I am aware that the original grammar is LR. I don't know how close I can stay to it when transforming to LL.
UPDATE2 and SOLUTION:
I could simplify my problem with the insights gained from Bart's answer. Here is a working toy grammar to handle simple expressions with function calls to illustrate it. The comment before expression shows my insight.
grammar FunExp;
ID: ('a'..'z'|'A'..'Z'|'_') ('a'..'z'|'A'..'Z'|'0'..'9'|'_')*;
NUMBER: '0'..'9'+;
WS: (' ')+ {skip();};
root
: expression
;
// atom and functionCall would go here,
// but they are reachable via operation -> term
// so they are omitted here
expression
: operation
;
atom
: NUMBER
| ID
;
functionCall
: ID '(' expression (',' expression)* ')'
;
operation
: multiOp
;
multiOp
: additiveOp (('*' | '/') additiveOp)*
;
additiveOp
: term (('+' | '-') term)*
;
term
: atom
| functionCall
| '(' expression ')'
;
When you generate a lexer and parser from your grammar, you see the following error printed to your console:
error(211): CoffeeScript.g:52:3: [fatal] rule expression has non-LL(*) decision due to recursive rule invocations reachable from alts 1,3. Resolve by left-factoring or using syntactic predicates or using backtrack=true option.
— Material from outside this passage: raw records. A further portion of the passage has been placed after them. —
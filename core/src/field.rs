//! Field values and per-field state.
//!
//! A [`FieldState`] is created once per field by [`create_field`] and only
//! ever replaced by a new state with a fresh value; its validity is always
//! the validator's verdict for the value it holds.

use serde::{Deserialize, Serialize};
use tracing::debug;

use crate::{ValidationPolicy, validate};

/// The value held by a form field.
///
/// Text inputs and pickers hold a scalar [`Text`](FieldValue::Text);
/// checkbox groups hold a [`Multi`](FieldValue::Multi) set whose members keep
/// the order in which they were first checked. Serializes untagged as
/// `null`, a string, or an array.
///
/// # Examples
///
/// ```
/// use formkit_core::FieldValue;
///
/// assert!(FieldValue::Absent.is_empty());
/// assert!(FieldValue::text("").is_empty());
/// assert!(FieldValue::multi(Vec::<String>::new()).is_empty());
///
/// let perms = FieldValue::multi(["read", "write", "read"]);
/// assert_eq!(perms.as_multi().unwrap(), ["read", "write"]);
///
/// let toggled = perms.toggled("read");
/// assert_eq!(toggled.as_multi().unwrap(), ["write"]);
/// assert_eq!(toggled.toggled("read").as_multi().unwrap(), ["write", "read"]);
/// ```
#[derive(Debug, Clone, PartialEq, Eq, Default, Serialize, Deserialize)]
#[serde(untagged)]
pub enum FieldValue {
    /// No value at all.
    #[default]
    Absent,
    /// A scalar string value.
    Text(String),
    /// A duplicate-free set of selected members.
    Multi(Vec<String>),
}

impl FieldValue {
    /// Creates a scalar value.
    pub fn text(value: impl Into<String>) -> Self {
        Self::Text(value.into())
    }

    /// Creates a multi-value, dropping repeated members.
    pub fn multi<I, S>(members: I) -> Self
    where
        I: IntoIterator<Item = S>,
        S: Into<String>,
    {
        let mut set: Vec<String> = Vec::new();
        for member in members {
            let member = member.into();
            if !set.contains(&member) {
                set.push(member);
            }
        }
        Self::Multi(set)
    }

    /// Returns `true` for an absent value, an empty string, or an empty set.
    pub fn is_empty(&self) -> bool {
        match self {
            Self::Absent => true,
            Self::Text(text) => text.is_empty(),
            Self::Multi(members) => members.is_empty(),
        }
    }

    /// The scalar value, if this is [`Text`](FieldValue::Text).
    pub fn as_text(&self) -> Option<&str> {
        match self {
            Self::Text(text) => Some(text),
            _ => None,
        }
    }

    /// The member list, if this is [`Multi`](FieldValue::Multi).
    pub fn as_multi(&self) -> Option<&[String]> {
        match self {
            Self::Multi(members) => Some(members),
            _ => None,
        }
    }

    /// Iterates the string members validation rules are tested against.
    ///
    /// A scalar yields itself, a set yields each member, and an absent value
    /// yields nothing.
    pub fn members(&self) -> impl Iterator<Item = &str> {
        let (scalar, set): (Option<&str>, &[String]) = match self {
            Self::Absent => (None, &[]),
            Self::Text(text) => (Some(text.as_str()), &[]),
            Self::Multi(members) => (None, members.as_slice()),
        };
        scalar.into_iter().chain(set.iter().map(String::as_str))
    }

    /// Returns `true` if `member` is one of the values.
    pub fn contains(&self, member: &str) -> bool {
        self.members().any(|m| m == member)
    }

    /// Returns a set with `member` added if missing or removed if present.
    ///
    /// Toggling the same member twice restores the original membership. An
    /// empty text value counts as an empty set; members of a set are kept
    /// as they are, including `""`.
    pub fn toggled(&self, member: &str) -> Self {
        let mut set: Vec<String> = match self {
            Self::Absent => Vec::new(),
            Self::Text(text) if text.is_empty() => Vec::new(),
            Self::Text(text) => vec![text.clone()],
            Self::Multi(members) => members.clone(),
        };
        match set.iter().position(|m| m == member) {
            Some(pos) => {
                set.remove(pos);
            }
            None => set.push(member.to_string()),
        }
        Self::Multi(set)
    }

    fn deduplicated(self) -> Self {
        match self {
            Self::Multi(members) => Self::multi(members),
            other => other,
        }
    }
}

impl From<&str> for FieldValue {
    fn from(value: &str) -> Self {
        Self::text(value)
    }
}

impl From<String> for FieldValue {
    fn from(value: String) -> Self {
        Self::Text(value)
    }
}

impl From<Vec<String>> for FieldValue {
    fn from(members: Vec<String>) -> Self {
        Self::multi(members)
    }
}

/// State of one named field.
///
/// Fields are private so the validity flag can never drift from the value:
/// the only way to get a new value in is [`FieldState::with_value`], which
/// re-runs the validator.
#[derive(Debug, Clone, PartialEq, Eq)]
pub struct FieldState {
    name: String,
    policy: ValidationPolicy,
    value: FieldValue,
    is_valid: bool,
}

impl FieldState {
    /// Same as [`create_field`].
    pub fn new(name: impl Into<String>, policy: ValidationPolicy, value: FieldValue) -> Self {
        let value = value.deduplicated();
        let is_valid = validate(&policy, &value);
        Self {
            name: name.into(),
            policy,
            value,
            is_valid,
        }
    }

    /// Dotted field path (e.g. `"spec.runtime"`).
    pub fn name(&self) -> &str {
        &self.name
    }

    /// The policy this field is validated with.
    pub fn policy(&self) -> &ValidationPolicy {
        &self.policy
    }

    /// Current value.
    pub fn value(&self) -> &FieldValue {
        &self.value
    }

    /// Validator verdict for [`value`](FieldState::value).
    pub fn is_valid(&self) -> bool {
        self.is_valid
    }

    /// Returns a copy of this field holding `value`, revalidated.
    pub fn with_value(&self, value: FieldValue) -> Self {
        Self::new(self.name.clone(), self.policy.clone(), value)
    }
}

/// Builds a field's initial state, computing validity from `default`.
///
/// - required with an empty default → invalid;
/// - rules present → valid only if the default is non-empty and every rule
///   matches;
/// - otherwise valid.
///
/// # Examples
///
/// ```
/// use formkit_core::*;
///
/// let rules = vec![ValidationRule::new("lowercase", "^[a-z0-9-]*$").unwrap()];
/// let name = create_field(
///     "metadata.name",
///     ValidationPolicy::required().with_rules(rules),
///     FieldValue::text(""),
/// );
/// assert!(!name.is_valid());
///
/// let description = create_field(
///     "spec.description",
///     ValidationPolicy::optional(),
///     FieldValue::text(""),
/// );
/// assert!(description.is_valid());
/// ```
pub fn create_field(
    name: impl Into<String>,
    policy: ValidationPolicy,
    default: FieldValue,
) -> FieldState {
    let field = FieldState::new(name, policy, default);
    debug!(
        field = field.name(),
        required = field.policy().required,
        rules = field.policy().rules().len(),
        is_valid = field.is_valid(),
        "Created field"
    );
    field
}

#[cfg(test)]
mod tests {
    use super::*;
    use crate::ValidationRule;

    fn lowercase_rules() -> Vec<ValidationRule> {
        vec![ValidationRule::new("lowercase", "^[a-z0-9-]*$").unwrap()]
    }

    #[test]
    fn test_required_empty_default_is_invalid() {
        for default in [
            FieldValue::Absent,
            FieldValue::text(""),
            FieldValue::multi(Vec::<String>::new()),
        ] {
            let field = create_field("f", ValidationPolicy::required(), default);
            assert!(!field.is_valid());
        }
    }

    #[test]
    fn test_optional_without_rules_accepts_anything() {
        for default in [
            FieldValue::Absent,
            FieldValue::text(""),
            FieldValue::text("Anything At All"),
            FieldValue::multi(["a"]),
        ] {
            let field = create_field("f", ValidationPolicy::optional(), default);
            assert!(field.is_valid());
        }
    }

    #[test]
    fn test_rules_with_empty_default_fail_even_if_not_required() {
        let field = create_field(
            "f",
            ValidationPolicy::optional().with_rules(lowercase_rules()),
            FieldValue::text(""),
        );
        assert!(!field.is_valid());
    }

    #[test]
    fn test_rules_checked_against_default() {
        let policy = ValidationPolicy::required().with_rules(lowercase_rules());
        assert!(create_field("f", policy.clone(), "my-func".into()).is_valid());
        assert!(!create_field("f", policy, "My-Func".into()).is_valid());
    }

    #[test]
    fn test_multi_default_is_deduplicated() {
        let field = FieldState::new(
            "spec.permissions",
            ValidationPolicy::required(),
            FieldValue::Multi(vec!["read".into(), "read".into()]),
        );
        assert_eq!(field.value(), &FieldValue::multi(["read"]));
        assert!(field.is_valid());
    }

    #[test]
    fn test_with_value_revalidates() {
        let field = create_field(
            "categories",
            ValidationPolicy::required(),
            FieldValue::multi(Vec::<String>::new()),
        );
        assert!(!field.is_valid());

        let checked = field.with_value(field.value().toggled("collect"));
        assert!(checked.is_valid());
        assert_eq!(checked.name(), "categories");

        let unchecked = checked.with_value(checked.value().toggled("collect"));
        assert_eq!(unchecked, field);
    }

    #[test]
    fn test_toggle_on_absent_starts_a_set() {
        assert_eq!(FieldValue::Absent.toggled("x"), FieldValue::multi(["x"]));
    }

    #[test]
    fn test_field_value_serde_shapes() {
        assert_eq!(
            serde_json::to_value(FieldValue::Absent).unwrap(),
            serde_json::Value::Null
        );
        let text: FieldValue = serde_json::from_str(r#""golang""#).unwrap();
        assert_eq!(text, FieldValue::text("golang"));
        let multi: FieldValue = serde_json::from_str(r#"["read", "write"]"#).unwrap();
        assert_eq!(multi, FieldValue::multi(["read", "write"]));
        let absent: FieldValue = serde_json::from_str("null").unwrap();
        assert_eq!(absent, FieldValue::Absent);
    }

    #[test]
    fn test_toggle_empty_member_twice_restores_set() {
        let start = FieldValue::multi(Vec::<String>::new());
        let once = start.toggled("");
        assert_eq!(once, FieldValue::multi([""]));
        assert_eq!(once.toggled(""), start);

        let perms = FieldValue::multi(["", "read"]);
        assert_eq!(perms.toggled("read"), FieldValue::multi([""]));
    }

    #[test]
    fn test_toggle_empty_text_starts_empty_set() {
        assert_eq!(FieldValue::text("").toggled("read"), FieldValue::multi(["read"]));
        assert_eq!(FieldValue::Absent.toggled("read"), FieldValue::multi(["read"]));
    }
}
warning(200): CoffeeScript.g:52:3: Decision can match input such as "{NUMBER, STRING}" using multiple alternatives: 1, 3
As a result, alternative(s) 3 were disabled for that input
(I've emphasized the important bits)
This is only the first error, but you start with the first and with a bit of luck, the errors below that first one will also disappear when you fix the first one.
The error posted above means that when you're trying to parse either a NUMBER or a STRING with the parser generated from your grammar, the parser can go two ways when it ends up in the expression rule:
expression
: value // choice 1
| assign // choice 2
| operation // choice 3
;
Namely, choice 1 and choice 3 both can parse a NUMBER or a STRING, as you can see by the "paths" the parser can follow to match these 2 choices:
choice 1:
expression
value
literal
alphaNumeric : {NUMBER, STRING}
choice 3:
expression
operation
logicOp
relationOp
shiftOp
additiveOp
mathOp
questionOp
term
value
literal
alphaNumeric : {NUMBER, STRING}
In the last part of the warning, ANTLR informs you that it ignores choice 3 whenever either a NUMBER or a STRING will be parsed, causing choice 1 to match such input (since it is defined before choice 3).
So, either the CoffeeScript grammar is ambiguous in this respect (and handles this ambiguity somehow), or your implementation of it is wrong (I'm guessing the latter :)). You need to fix this ambiguity in your grammar: i.e. don't let the expression's choices 1 and 3 both match the same input.
I noticed 3 other things in your grammar:
1
Take the following lexer rules:
NEW : 'new';
...
UNARY : '!' | '~' | NEW;
Be aware that the token UNARY can never match the text 'new' since the token NEW is defined before it. If you want to let UNARY macth this, remove the NEW rule and do:
UNARY : '!' | '~' | 'new';
2
In may occasions, you're collecting multiple types of tokens in a single one, like LOGIC:
LOGIC : '&&' | '||';
and then you use that token in a parser rules like this:
logicOp
: compareOp (LOGIC compareOp)*
;
But if you're going to evaluate such an expression at a later stage, you don't know what this LOGIC token matched ('&&' or '||') and you'll have to inspect the token's inner text to find that out. You'd better do something like this (at least, if you're doing some sort of evaluating at a later stage):
AND : '&&';
OR : '||';
...
logicOp
: compareOp ( AND compareOp // easier to evaluate, you know it's an AND expression
| OR compareOp // easier to evaluate, you know it's an OR expression
)*
;
3
You're skipping white spaces (and no tabs?) with:
WS : (' ')+ {skip();} ;
but doesn't CoffeeScript indent it's code block with spaces (and tabs) just like Python? But perhaps you're going to do that in a later stage?
I just saw that the grammar you're looking at is a jison grammar (which is more or less a bison implementation in JavaScript). But bison, and therefor jison, generates LR parsers while ANTLR generates LL parsers. So trying to stay close to the rules of the original grammar will only result in more problems.